DATASET ENTRIES:
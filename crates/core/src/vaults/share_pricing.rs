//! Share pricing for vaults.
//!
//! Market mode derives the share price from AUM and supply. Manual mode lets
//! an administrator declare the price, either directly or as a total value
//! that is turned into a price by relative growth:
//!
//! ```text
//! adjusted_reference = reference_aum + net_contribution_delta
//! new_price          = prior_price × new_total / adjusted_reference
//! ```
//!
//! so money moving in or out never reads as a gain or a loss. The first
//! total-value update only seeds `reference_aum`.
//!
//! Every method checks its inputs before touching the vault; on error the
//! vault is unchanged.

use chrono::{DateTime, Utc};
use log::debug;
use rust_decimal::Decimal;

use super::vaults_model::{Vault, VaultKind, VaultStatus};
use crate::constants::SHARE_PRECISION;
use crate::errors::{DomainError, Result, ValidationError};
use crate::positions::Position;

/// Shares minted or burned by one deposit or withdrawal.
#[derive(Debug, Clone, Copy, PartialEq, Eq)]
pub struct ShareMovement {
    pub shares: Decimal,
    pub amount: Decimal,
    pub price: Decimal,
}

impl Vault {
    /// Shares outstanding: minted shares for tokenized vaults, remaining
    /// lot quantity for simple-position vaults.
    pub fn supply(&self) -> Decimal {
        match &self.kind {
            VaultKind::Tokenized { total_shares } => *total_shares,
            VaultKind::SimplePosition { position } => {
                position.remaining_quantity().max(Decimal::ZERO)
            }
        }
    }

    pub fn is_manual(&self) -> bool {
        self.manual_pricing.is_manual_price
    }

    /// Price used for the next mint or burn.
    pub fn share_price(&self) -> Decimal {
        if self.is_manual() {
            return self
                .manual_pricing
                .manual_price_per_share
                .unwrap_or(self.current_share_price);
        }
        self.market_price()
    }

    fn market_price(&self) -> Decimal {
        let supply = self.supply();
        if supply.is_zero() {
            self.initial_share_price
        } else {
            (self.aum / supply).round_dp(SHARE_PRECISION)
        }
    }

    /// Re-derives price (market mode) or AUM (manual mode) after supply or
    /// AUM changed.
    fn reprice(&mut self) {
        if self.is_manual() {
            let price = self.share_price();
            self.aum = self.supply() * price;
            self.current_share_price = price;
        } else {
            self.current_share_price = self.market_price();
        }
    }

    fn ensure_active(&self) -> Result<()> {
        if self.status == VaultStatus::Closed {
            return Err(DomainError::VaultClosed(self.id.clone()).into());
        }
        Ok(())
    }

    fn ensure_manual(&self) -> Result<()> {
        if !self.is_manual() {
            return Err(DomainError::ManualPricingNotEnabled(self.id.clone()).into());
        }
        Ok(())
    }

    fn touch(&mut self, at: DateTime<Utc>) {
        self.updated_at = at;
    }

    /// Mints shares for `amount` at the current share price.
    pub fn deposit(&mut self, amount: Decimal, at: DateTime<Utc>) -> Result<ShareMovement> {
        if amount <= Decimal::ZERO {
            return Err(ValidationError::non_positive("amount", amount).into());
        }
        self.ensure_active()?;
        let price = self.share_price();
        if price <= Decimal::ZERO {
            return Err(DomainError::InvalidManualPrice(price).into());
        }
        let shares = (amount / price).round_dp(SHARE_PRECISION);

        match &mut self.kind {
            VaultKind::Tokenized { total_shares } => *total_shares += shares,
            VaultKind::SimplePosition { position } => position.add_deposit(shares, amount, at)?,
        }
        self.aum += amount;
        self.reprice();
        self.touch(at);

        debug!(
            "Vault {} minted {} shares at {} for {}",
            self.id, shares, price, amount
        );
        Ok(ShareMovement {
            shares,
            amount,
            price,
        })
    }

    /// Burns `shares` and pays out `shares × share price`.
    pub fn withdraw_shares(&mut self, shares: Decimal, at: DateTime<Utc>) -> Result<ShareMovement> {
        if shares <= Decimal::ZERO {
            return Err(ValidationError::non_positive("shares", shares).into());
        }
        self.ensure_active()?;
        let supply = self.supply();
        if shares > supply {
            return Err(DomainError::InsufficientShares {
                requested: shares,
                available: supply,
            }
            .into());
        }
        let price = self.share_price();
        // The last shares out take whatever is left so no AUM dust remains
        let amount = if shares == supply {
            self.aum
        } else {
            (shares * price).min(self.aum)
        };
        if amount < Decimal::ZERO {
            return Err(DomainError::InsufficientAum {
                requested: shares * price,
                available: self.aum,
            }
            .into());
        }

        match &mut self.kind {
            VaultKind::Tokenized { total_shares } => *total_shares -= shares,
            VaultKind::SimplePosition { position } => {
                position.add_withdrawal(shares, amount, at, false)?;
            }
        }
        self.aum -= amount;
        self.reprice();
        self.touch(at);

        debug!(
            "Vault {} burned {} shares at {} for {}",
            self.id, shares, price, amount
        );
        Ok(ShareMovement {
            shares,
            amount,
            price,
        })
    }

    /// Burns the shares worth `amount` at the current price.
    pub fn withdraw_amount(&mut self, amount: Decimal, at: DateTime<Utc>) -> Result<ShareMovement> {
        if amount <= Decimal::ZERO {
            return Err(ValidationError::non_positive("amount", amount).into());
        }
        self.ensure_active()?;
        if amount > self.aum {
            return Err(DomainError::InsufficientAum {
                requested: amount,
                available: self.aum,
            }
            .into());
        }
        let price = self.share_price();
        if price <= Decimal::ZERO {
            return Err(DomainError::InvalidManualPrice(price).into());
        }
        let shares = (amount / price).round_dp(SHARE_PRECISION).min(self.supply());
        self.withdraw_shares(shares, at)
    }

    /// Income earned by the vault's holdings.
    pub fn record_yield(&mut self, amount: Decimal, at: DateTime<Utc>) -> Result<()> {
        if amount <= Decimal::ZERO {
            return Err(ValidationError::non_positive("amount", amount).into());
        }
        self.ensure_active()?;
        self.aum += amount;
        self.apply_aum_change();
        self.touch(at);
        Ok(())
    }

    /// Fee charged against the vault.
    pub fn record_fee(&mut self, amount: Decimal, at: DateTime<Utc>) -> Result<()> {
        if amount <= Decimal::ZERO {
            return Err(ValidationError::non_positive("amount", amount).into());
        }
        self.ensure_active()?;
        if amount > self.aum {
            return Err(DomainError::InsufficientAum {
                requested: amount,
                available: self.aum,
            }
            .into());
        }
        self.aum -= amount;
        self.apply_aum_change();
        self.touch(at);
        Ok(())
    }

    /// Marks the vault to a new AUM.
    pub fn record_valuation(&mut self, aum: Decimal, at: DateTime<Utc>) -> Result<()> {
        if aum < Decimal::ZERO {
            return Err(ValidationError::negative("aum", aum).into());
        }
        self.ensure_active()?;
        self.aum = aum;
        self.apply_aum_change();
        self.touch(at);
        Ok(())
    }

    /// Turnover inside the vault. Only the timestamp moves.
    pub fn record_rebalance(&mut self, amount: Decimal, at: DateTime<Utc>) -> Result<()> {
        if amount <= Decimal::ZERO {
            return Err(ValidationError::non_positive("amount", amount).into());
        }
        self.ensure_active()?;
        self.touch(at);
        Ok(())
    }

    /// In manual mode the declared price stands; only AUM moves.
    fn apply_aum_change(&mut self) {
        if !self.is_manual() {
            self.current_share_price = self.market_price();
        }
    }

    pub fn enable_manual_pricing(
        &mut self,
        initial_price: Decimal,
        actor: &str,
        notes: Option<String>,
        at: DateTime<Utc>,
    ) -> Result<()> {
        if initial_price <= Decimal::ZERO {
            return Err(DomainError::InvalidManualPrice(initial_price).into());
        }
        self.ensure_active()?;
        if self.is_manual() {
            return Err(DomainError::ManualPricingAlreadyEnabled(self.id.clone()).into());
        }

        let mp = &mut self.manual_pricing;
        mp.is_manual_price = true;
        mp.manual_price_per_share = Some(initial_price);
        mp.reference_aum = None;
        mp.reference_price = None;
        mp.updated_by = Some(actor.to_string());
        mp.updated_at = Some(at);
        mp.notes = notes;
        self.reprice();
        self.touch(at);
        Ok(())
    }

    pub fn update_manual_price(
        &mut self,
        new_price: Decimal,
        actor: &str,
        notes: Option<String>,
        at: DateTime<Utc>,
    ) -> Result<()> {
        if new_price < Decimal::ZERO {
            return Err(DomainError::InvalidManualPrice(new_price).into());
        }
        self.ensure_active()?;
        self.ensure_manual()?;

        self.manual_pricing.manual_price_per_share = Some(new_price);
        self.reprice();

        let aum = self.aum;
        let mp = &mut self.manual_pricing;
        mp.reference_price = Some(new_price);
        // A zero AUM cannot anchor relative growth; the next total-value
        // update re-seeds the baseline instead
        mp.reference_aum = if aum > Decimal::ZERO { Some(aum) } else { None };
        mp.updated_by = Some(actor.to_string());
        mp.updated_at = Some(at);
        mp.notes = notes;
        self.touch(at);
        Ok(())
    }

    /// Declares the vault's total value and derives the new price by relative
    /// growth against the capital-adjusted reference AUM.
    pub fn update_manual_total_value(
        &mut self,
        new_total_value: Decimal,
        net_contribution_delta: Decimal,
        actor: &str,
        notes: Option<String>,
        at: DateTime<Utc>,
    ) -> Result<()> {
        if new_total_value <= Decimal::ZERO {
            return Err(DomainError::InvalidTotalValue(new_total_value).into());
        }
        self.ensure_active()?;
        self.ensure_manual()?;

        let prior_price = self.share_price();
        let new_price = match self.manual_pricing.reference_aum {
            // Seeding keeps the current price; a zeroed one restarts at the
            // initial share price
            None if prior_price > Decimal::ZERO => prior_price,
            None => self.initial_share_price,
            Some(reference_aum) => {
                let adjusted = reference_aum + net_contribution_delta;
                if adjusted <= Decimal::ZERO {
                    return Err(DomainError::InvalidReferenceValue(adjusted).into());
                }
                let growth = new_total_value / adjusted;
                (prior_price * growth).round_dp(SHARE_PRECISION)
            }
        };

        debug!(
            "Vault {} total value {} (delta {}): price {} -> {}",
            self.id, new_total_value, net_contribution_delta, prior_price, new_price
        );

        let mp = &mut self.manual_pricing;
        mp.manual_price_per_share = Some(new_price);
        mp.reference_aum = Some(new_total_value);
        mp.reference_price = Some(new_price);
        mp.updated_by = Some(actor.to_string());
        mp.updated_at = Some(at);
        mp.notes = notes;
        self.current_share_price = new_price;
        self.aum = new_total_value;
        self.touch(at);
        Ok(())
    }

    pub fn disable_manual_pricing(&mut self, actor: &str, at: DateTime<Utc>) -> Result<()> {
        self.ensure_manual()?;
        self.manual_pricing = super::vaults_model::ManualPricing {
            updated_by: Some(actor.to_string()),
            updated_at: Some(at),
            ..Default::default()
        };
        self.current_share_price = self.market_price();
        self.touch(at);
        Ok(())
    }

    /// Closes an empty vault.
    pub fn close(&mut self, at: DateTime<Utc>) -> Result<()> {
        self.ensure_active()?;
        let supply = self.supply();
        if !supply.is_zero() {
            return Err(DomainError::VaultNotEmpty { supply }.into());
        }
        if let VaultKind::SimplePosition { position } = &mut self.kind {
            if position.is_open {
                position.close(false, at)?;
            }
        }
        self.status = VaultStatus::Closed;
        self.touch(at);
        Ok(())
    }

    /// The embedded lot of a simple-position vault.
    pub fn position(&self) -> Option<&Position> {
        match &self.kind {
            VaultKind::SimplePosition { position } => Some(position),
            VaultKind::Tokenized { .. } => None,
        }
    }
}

PROBLEM:
Scan the lines above for the word "growth" and copy every one where it occurs.

EXERCISE SOLUTION:
//! that is turned into a price by relative growth:
        // A zero AUM cannot anchor relative growth; the next total-value
    /// growth against the capital-adjusted reference AUM.
                let growth = new_total_value / adjusted;
                (prior_price * growth).round_dp(SHARE_PRECISION)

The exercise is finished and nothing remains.